For the US Army Corps of Engineers (Corps), the Administration proposes a top level funding level of $4.8BB. This level is $202M below the Administration’s FY18 proposal. By major account this proposal further breaks down to the following:

  • $82M general investigations
  • $872M construction
  • $2.077B operation and maintenance

As well the proposal does not recommend any new studies or any new construction projects to be initiated. Rather the proposal seeks to complete six feasibility studies (out of 24 funded in the recommendation) as well as to complete one construction project (out of the 26 funded in the recommendation). The proposal also priorities dam safety projects. This appears to signal that this Administration does not want to add any new projects to the authorization pipeline.

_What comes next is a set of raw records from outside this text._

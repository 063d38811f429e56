//! Retry utilities for async operations

use std::fmt;
use std::future::Future;

/// Retry budget for an idempotent operation
///
/// Attempts run back to back with no pause.
#[derive(Debug, Clone, PartialEq, Eq)]
pub struct RetryPolicy {
    /// Additional attempts after the first one
    pub max_retries: u32,
}

impl RetryPolicy {
    /// Create a policy allowing `max_retries` additional attempts
    ///
    /// ```rust
    /// use tooling::async_utils::retry::RetryPolicy;
    ///
    /// let policy = RetryPolicy::new(2);
    /// assert_eq!(policy.max_attempts(), 3);
    /// ```
    pub fn new(max_retries: u32) -> Self {
        Self { max_retries }
    }

    /// Total number of attempts, including the first
    pub fn max_attempts(&self) -> u32 {
        self.max_retries.saturating_add(1)
    }
}

impl Default for RetryPolicy {
    fn default() -> Self {
        Self::new(2)
    }
}

/// Returned when every attempt allowed by a `RetryPolicy` failed
#[derive(Debug)]
pub struct RetryExhausted<E> {
    /// Number of attempts made
    pub attempts: u32,

    /// Error from the final attempt
    pub last_error: E,
}

impl<E: fmt::Display> fmt::Display for RetryExhausted<E> {
    fn fmt(&self, f: &mut fmt::Formatter<'_>) -> fmt::Result {
        write!(
            f,
            "gave up after {} attempt(s): {}",
            self.attempts, self.last_error
        )
    }
}

impl<E: std::error::Error + 'static> std::error::Error for RetryExhausted<E> {
    fn source(&self) -> Option<&(dyn std::error::Error + 'static)> {
        Some(&self.last_error)
    }
}

/// Execute an async operation until it succeeds or the budget runs out
///
/// The operation is re-invoked from scratch on every attempt, so it must be
/// safe to repeat.
pub async fn with_retry<F, Fut, T, E>(
    policy: &RetryPolicy,
    operation_name: &str,
    mut operation: F,
) -> std::result::Result<T, RetryExhausted<E>>
where
    F: FnMut() -> Fut,
    Fut: Future<Output = std::result::Result<T, E>>,
    E: fmt::Display,
{
    let max_attempts = policy.max_attempts();
    let mut attempt = 1;

    loop {
        match operation().await {
            Ok(result) => return Ok(result),
            Err(error) => {
                if attempt >= max_attempts {
                    return Err(RetryExhausted {
                        attempts: attempt,
                        last_error: error,
                    });
                }

                tracing::debug!(
                    operation = operation_name,
                    attempt = attempt,
                    max_attempts = max_attempts,
                    "Attempt failed: {}. Retrying...",
                    error
                );

                attempt += 1;
            }
        }
    }
}
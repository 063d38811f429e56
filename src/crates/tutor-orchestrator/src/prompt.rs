//! Routing prompt composition

use crate::context::{ChatMessage, UserContext};
use crate::schema::SchemaRegistry;
use std::fmt::Write;
use std::sync::Arc;

const INSTRUCTIONS: &str = "\
You are the routing component of an AI tutoring service.
Choose exactly one tool for the student's request and fill in its parameters.
Reply with a single JSON object and nothing else: no explanation, no commentary.
The object must have two top-level keys:
- tool: the name of one of the tools listed below
- parameters: an object matching that tool's parameter schema";

const EXAMPLE: &str = r#"{"tool": "note_maker", "parameters": {"topic": "derivatives", "subject": "calculus", "note_taking_style": "outline", "include_examples": true, "include_analogies": false}}"#;

/// Builds the single-turn prompt sent to the model
#[derive(Debug, Clone)]
pub struct PromptComposer {
    registry: Arc<SchemaRegistry>,
}

impl PromptComposer {
    pub fn new(registry: Arc<SchemaRegistry>) -> Self {
        Self { registry }
    }

    /// Prompt for one request; the last line is always `RETURN VALID JSON ONLY.`
    pub fn compose(
        &self,
        message: &str,
        history: &[ChatMessage],
        context: &UserContext,
    ) -> serde_json::Result<String> {
        let mut prompt = String::from(INSTRUCTIONS);

        prompt.push_str("\n\nTools and their parameter schemas:\n");
        for schema in self.registry.iter() {
            let rendered = serde_json::to_string(&schema.to_json_schema())?;
            // writing to a String cannot fail
            let _ = writeln!(prompt, "- {}: {}", schema.name(), rendered);
        }

        let _ = write!(
            prompt,
            "\nExample reply:\n{}\n\n\
             Conversation message: {}\n\
             Chat history: {}\n\
             User profile: {}\n\n\
             RETURN VALID JSON ONLY.",
            EXAMPLE,
            message,
            serde_json::to_string(history)?,
            serde_json::to_string(context)?,
        );

        Ok(prompt)
    }
}
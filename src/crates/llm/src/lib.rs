//! Language-model gateway for the tutor orchestrator.
//!
//! The orchestrator only needs one thing from a model: turn a prompt into
//! text. [`ModelGateway`] is that seam, and [`remote::GeminiClient`] is the
//! production implementation talking to Google's `generateContent` API with
//! a bounded timeout and a fixed retry budget.
//!
//! # Example
//!
//! ```rust,ignore
//! use llm::{ModelGateway, RemoteLlmConfig};
//! use llm::remote::GeminiClient;
//! use tooling::config::ConfigBuilder;
//!
//! #[tokio::main]
//! async fn main() -> Result<(), Box<dyn std::error::Error>> {
//!     let config = RemoteLlmConfig::load("")?;
//!     let client = GeminiClient::new(config)?;
//!
//!     let text = client.ask("Which tool fits 'explain derivatives'?").await?;
//!     println!("{}", text);
//!     Ok(())
//! }
//! ```

pub mod config;
pub mod error;
pub mod gateway;
pub mod remote;

pub use config::RemoteLlmConfig;
pub use error::{LlmError, Result};
pub use gateway::ModelGateway;
//! Configuration management utilities
//!
//! - `ConfigBuilder` trait for loading and validating configuration
//! - Environment variable helpers that distinguish "unset" from "invalid"
//!
//! # Example
//!
//! ```rust,ignore
//! use tooling::config::{ConfigBuilder, get_env_parse_or};
//!
//! #[derive(Clone, Default)]
//! struct ServerConfig {
//!     pub port: u16,
//! }
//!
//! impl ConfigBuilder for ServerConfig {
//!     fn from_env(prefix: &str) -> tooling::Result<Self> {
//!         Ok(Self { port: get_env_parse_or(&format!("{}PORT", prefix), 8000)? })
//!     }
//! }
//! ```

mod builder;
mod env;

pub use builder::ConfigBuilder;
pub use env::{get_env, get_env_or, get_env_parse, get_env_parse_or, get_env_secs_or};
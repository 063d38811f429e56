//! Server configuration
//!
//! Everything is read from the environment once at startup:
//!
//! | Variable | Default |
//! |---|---|
//! | `GEMINI_API_KEY` | empty |
//! | `GEMINI_API_URL` | Gemini `generateContent` endpoint |
//! | `HTTP_TIMEOUT_SECONDS` | `20` (model and tool calls) |
//! | `MAX_RETRIES` | `2` (model calls only) |
//! | `NOTE_MAKER_URL`, `FLASHCARD_GENERATOR_URL`, `CONCEPT_EXPLAINER_URL` | `localhost:810x` services |
//! | `HOST` | `0.0.0.0` |
//! | `PORT` | `8000` |

use crate::dispatch::ToolEndpoints;
use llm::RemoteLlmConfig;
use std::time::Duration;
use tooling::config::{get_env_or, get_env_parse_or, ConfigBuilder};
use tooling::ToolingError;

/// Top-level configuration of the orchestrator server
#[derive(Debug, Clone)]
pub struct OrchestratorConfig {
    pub model: RemoteLlmConfig,
    pub endpoints: ToolEndpoints,
    pub host: String,
    pub port: u16,
}

impl OrchestratorConfig {
    /// Budget for a single tool call
    pub fn tool_timeout(&self) -> Duration {
        self.model.timeout
    }

    pub fn bind_addr(&self) -> String {
        format!("{}:{}", self.host, self.port)
    }
}

impl Default for OrchestratorConfig {
    fn default() -> Self {
        Self {
            model: RemoteLlmConfig::default(),
            endpoints: ToolEndpoints::builtin(),
            host: "0.0.0.0".to_string(),
            port: 8000,
        }
    }
}

impl ConfigBuilder for OrchestratorConfig {
    fn validate(&self) -> tooling::Result<()> {
        self.model.validate()?;
        if self.host.trim().is_empty() {
            return Err(ToolingError::InvalidConfig(
                "HOST must not be empty".to_string(),
            ));
        }
        Ok(())
    }

    fn from_env(prefix: &str) -> tooling::Result<Self> {
        let defaults = Self::default();
        Ok(Self {
            model: RemoteLlmConfig::from_env(prefix)?,
            endpoints: ToolEndpoints::from_env(prefix)?,
            host: get_env_or(&format!("{}HOST", prefix), defaults.host)?,
            port: get_env_parse_or(&format!("{}PORT", prefix), defaults.port)?,
        })
    }
}
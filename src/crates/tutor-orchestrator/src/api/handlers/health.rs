use axum::Json;

use crate::api::models::HealthResponse;

/// Handler for GET /health
pub async fn health() -> Json<HealthResponse> {
    Json(HealthResponse::new("ok", crate::version()))
}
//! Topic candidates from a free-text message

use regex::Regex;
use std::sync::OnceLock;

/// Phrasings that introduce a topic, highest precedence first
const TOPIC_PATTERNS: &[&str] = &[
    r"(?:explain|explain\s+about)\s+([A-Za-z0-9 _\-/]{2,})",
    r"what(?:'s| is| are)\s+([A-Za-z0-9 _\-/]{2,})\??",
    r"tell me about\s+([A-Za-z0-9 _\-/]{2,})",
    r"struggling with\s+([A-Za-z0-9 _\-/]{2,})",
    r"practice problems (?:on|for)\s+([A-Za-z0-9 _\-/]{2,})",
    r"need (?:help|practice) (?:with|on)\s+([A-Za-z0-9 _\-/]{2,})",
];

/// Word limit for the no-match fallback
const FALLBACK_WORDS: usize = 6;

fn patterns() -> &'static [Regex] {
    static COMPILED: OnceLock<Vec<Regex>> = OnceLock::new();
    COMPILED.get_or_init(|| {
        TOPIC_PATTERNS
            .iter()
            .filter_map(|pattern| Regex::new(pattern).ok())
            .collect()
    })
}

/// Likely topics mentioned in `message`, most likely first
///
/// Never empty. Matches are lower-cased; the fallback keeps the message's
/// own casing.
///
/// ```rust
/// use tutor_orchestrator::inference::topic_candidates;
///
/// assert_eq!(
///     topic_candidates("I need practice problems on derivatives"),
///     vec!["derivatives".to_string()]
/// );
/// ```
pub fn topic_candidates(message: &str) -> Vec<String> {
    let message = message.trim();
    let lower = message.to_lowercase();

    let mut candidates: Vec<String> = Vec::new();
    for pattern in patterns() {
        let Some(captures) = pattern.captures(&lower) else {
            continue;
        };
        let Some(group) = captures.get(1) else {
            continue;
        };
        let candidate = group
            .as_str()
            .trim()
            .trim_end_matches(&['.', '?', ',', '!'][..])
            .trim();
        if !candidate.is_empty() && !candidates.iter().any(|c| c == candidate) {
            candidates.push(candidate.to_string());
        }
    }

    if candidates.is_empty() {
        let words: Vec<&str> = message.split_whitespace().collect();
        if words.len() <= FALLBACK_WORDS {
            candidates.push(message.to_string());
        } else {
            candidates.push(words[..FALLBACK_WORDS].join(" "));
        }
    }

    candidates
}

For comparison purposes, below is a chart which shows the Administration’s starting point for the Corps in FY16, FY17 and FY18 and the increases that Congress made during the respective appropriations cycle. Congress has yet to complete work on the FY18 appropriations bills (and now with a two-year budget deal in place hopefully that happens around March 23rd) which is why that column is left “TBD”. The chart below also shows a comparison for the Administration’s FY18 budget proposal vs the FY19 budget proposal.

A full copy of the Corps’ FY19 project recommendations can be viewed here.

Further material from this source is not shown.